Every line from the one containing "so a handle" to the one containing "equal by id." in the records below, both included, must be set down exactly, and no other line.

═══ Data provided ═══

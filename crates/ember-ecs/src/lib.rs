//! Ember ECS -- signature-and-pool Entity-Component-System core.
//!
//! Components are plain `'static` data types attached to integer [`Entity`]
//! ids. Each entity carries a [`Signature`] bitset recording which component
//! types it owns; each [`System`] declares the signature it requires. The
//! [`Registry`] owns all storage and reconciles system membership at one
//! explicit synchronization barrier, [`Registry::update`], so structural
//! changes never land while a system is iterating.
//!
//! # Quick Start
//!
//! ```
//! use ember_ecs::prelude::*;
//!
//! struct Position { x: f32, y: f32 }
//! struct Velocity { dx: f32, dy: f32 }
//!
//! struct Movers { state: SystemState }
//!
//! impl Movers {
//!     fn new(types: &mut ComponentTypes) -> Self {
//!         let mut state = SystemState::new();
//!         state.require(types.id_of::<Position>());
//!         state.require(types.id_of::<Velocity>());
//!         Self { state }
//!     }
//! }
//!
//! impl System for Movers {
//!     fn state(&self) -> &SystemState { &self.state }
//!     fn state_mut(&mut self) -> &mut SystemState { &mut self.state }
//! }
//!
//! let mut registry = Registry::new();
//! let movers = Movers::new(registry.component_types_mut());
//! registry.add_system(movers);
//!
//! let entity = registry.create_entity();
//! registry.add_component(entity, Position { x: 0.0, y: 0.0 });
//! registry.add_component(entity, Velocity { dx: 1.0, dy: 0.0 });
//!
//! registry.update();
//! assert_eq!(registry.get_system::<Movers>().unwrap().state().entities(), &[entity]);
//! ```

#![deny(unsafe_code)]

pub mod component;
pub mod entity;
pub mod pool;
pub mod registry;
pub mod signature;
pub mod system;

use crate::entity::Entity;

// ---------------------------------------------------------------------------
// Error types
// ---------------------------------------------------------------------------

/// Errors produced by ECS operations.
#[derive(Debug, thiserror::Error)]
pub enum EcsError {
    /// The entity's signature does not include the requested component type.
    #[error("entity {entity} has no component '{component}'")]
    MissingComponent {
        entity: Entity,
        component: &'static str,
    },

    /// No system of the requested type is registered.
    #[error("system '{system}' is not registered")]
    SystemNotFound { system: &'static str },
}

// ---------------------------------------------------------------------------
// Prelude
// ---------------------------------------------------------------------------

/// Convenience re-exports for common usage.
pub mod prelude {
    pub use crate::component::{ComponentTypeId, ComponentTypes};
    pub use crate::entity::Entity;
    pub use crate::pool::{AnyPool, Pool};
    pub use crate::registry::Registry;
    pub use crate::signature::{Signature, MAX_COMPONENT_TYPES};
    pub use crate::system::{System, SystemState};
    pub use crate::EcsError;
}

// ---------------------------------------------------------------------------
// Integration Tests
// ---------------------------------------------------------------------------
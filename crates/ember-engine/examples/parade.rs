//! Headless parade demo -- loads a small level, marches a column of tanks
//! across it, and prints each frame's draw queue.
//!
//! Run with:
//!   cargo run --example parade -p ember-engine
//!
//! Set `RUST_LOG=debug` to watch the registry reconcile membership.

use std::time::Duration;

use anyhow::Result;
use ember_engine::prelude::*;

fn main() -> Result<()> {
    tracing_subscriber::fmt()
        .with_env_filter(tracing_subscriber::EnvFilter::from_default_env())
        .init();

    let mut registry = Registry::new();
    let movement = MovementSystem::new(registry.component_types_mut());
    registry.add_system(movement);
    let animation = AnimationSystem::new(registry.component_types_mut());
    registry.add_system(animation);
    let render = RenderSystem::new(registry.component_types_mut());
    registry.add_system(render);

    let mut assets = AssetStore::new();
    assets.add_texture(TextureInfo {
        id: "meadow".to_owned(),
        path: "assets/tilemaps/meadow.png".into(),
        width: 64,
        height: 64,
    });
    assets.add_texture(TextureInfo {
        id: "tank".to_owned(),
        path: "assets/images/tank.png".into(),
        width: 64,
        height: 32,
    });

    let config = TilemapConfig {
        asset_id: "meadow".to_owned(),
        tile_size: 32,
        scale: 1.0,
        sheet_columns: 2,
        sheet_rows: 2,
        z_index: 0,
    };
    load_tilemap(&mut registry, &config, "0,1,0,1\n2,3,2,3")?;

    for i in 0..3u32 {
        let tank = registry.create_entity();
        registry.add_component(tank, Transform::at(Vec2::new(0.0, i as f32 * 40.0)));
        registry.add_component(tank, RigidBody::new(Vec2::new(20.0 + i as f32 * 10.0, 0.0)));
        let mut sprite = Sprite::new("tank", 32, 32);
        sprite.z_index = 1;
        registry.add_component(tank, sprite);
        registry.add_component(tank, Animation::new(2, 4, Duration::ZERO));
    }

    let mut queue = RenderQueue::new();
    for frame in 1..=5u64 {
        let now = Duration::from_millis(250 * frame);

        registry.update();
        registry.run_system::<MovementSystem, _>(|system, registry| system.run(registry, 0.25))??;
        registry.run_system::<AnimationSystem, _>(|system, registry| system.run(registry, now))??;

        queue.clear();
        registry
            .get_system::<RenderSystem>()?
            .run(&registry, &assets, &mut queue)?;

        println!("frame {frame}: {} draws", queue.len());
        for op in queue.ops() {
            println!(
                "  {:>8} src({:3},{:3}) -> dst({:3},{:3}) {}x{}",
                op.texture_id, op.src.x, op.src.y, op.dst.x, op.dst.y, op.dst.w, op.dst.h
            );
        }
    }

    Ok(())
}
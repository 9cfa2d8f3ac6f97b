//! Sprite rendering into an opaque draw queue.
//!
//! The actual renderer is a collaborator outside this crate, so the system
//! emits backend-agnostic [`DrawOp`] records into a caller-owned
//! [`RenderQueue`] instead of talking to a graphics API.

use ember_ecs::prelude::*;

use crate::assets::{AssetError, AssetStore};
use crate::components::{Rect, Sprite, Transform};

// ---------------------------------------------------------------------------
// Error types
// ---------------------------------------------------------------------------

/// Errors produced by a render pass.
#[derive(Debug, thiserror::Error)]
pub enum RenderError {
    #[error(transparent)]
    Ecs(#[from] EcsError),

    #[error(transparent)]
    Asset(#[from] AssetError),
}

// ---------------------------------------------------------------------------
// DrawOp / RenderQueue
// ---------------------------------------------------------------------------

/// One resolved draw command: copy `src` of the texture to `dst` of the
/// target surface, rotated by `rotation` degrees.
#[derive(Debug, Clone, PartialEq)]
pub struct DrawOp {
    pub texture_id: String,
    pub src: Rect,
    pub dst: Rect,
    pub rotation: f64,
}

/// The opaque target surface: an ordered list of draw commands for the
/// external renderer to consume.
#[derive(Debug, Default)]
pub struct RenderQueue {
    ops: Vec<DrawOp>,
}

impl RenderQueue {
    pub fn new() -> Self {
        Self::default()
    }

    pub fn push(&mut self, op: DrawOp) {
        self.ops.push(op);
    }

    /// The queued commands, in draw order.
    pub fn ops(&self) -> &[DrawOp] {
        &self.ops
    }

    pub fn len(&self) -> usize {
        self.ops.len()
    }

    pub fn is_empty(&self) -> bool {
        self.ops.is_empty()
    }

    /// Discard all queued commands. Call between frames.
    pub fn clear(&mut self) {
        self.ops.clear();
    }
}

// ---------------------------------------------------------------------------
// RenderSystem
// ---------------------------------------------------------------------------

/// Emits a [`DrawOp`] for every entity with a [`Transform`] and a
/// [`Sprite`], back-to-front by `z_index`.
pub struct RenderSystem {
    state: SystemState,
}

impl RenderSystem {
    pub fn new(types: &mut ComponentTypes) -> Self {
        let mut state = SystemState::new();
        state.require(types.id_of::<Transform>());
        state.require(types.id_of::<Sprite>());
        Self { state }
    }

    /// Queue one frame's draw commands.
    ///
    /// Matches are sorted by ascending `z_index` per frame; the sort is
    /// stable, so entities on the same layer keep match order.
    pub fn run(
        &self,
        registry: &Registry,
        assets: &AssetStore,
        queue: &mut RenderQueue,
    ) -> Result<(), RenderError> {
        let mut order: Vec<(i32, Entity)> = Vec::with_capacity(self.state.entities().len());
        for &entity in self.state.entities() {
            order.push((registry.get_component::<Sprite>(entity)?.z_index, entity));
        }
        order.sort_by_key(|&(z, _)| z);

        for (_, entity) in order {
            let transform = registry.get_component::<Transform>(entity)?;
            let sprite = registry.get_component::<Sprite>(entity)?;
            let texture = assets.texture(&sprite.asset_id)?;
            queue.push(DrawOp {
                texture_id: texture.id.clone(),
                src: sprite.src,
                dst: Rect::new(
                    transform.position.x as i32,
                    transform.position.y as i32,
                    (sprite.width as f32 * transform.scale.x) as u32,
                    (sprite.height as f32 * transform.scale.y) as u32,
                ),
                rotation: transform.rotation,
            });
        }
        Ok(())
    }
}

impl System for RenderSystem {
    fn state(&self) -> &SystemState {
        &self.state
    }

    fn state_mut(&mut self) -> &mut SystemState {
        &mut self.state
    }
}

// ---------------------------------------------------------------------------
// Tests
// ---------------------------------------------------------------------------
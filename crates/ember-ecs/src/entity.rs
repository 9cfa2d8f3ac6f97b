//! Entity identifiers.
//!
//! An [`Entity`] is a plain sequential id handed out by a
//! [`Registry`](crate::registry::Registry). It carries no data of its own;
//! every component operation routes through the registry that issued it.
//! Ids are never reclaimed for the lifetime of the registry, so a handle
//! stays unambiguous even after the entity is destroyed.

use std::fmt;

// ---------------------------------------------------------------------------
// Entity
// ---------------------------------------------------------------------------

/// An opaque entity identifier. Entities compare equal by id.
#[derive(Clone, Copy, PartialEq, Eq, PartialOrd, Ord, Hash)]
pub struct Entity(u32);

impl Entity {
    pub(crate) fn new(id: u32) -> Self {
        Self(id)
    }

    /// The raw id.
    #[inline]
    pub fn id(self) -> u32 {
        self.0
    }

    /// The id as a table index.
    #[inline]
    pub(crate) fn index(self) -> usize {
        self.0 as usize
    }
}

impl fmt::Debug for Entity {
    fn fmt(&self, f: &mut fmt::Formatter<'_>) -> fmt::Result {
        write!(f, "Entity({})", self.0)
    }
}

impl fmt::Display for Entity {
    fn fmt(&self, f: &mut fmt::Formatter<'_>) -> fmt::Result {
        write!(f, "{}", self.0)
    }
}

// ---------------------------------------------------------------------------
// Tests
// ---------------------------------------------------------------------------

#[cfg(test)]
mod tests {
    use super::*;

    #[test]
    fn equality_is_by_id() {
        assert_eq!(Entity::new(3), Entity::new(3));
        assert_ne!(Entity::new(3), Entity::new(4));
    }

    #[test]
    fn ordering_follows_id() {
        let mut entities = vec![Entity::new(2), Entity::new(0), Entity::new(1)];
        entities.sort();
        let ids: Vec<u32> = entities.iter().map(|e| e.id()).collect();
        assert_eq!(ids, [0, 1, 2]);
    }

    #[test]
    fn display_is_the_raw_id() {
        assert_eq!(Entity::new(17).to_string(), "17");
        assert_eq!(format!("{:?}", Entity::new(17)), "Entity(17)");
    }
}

═══

■ Written answer
//! Ids are never reclaimed for the lifetime of the registry, so a handle
//! stays unambiguous even after the entity is destroyed.

use std::fmt;

// ---------------------------------------------------------------------------
// Entity
// ---------------------------------------------------------------------------

/// An opaque entity identifier. Entities compare equal by id.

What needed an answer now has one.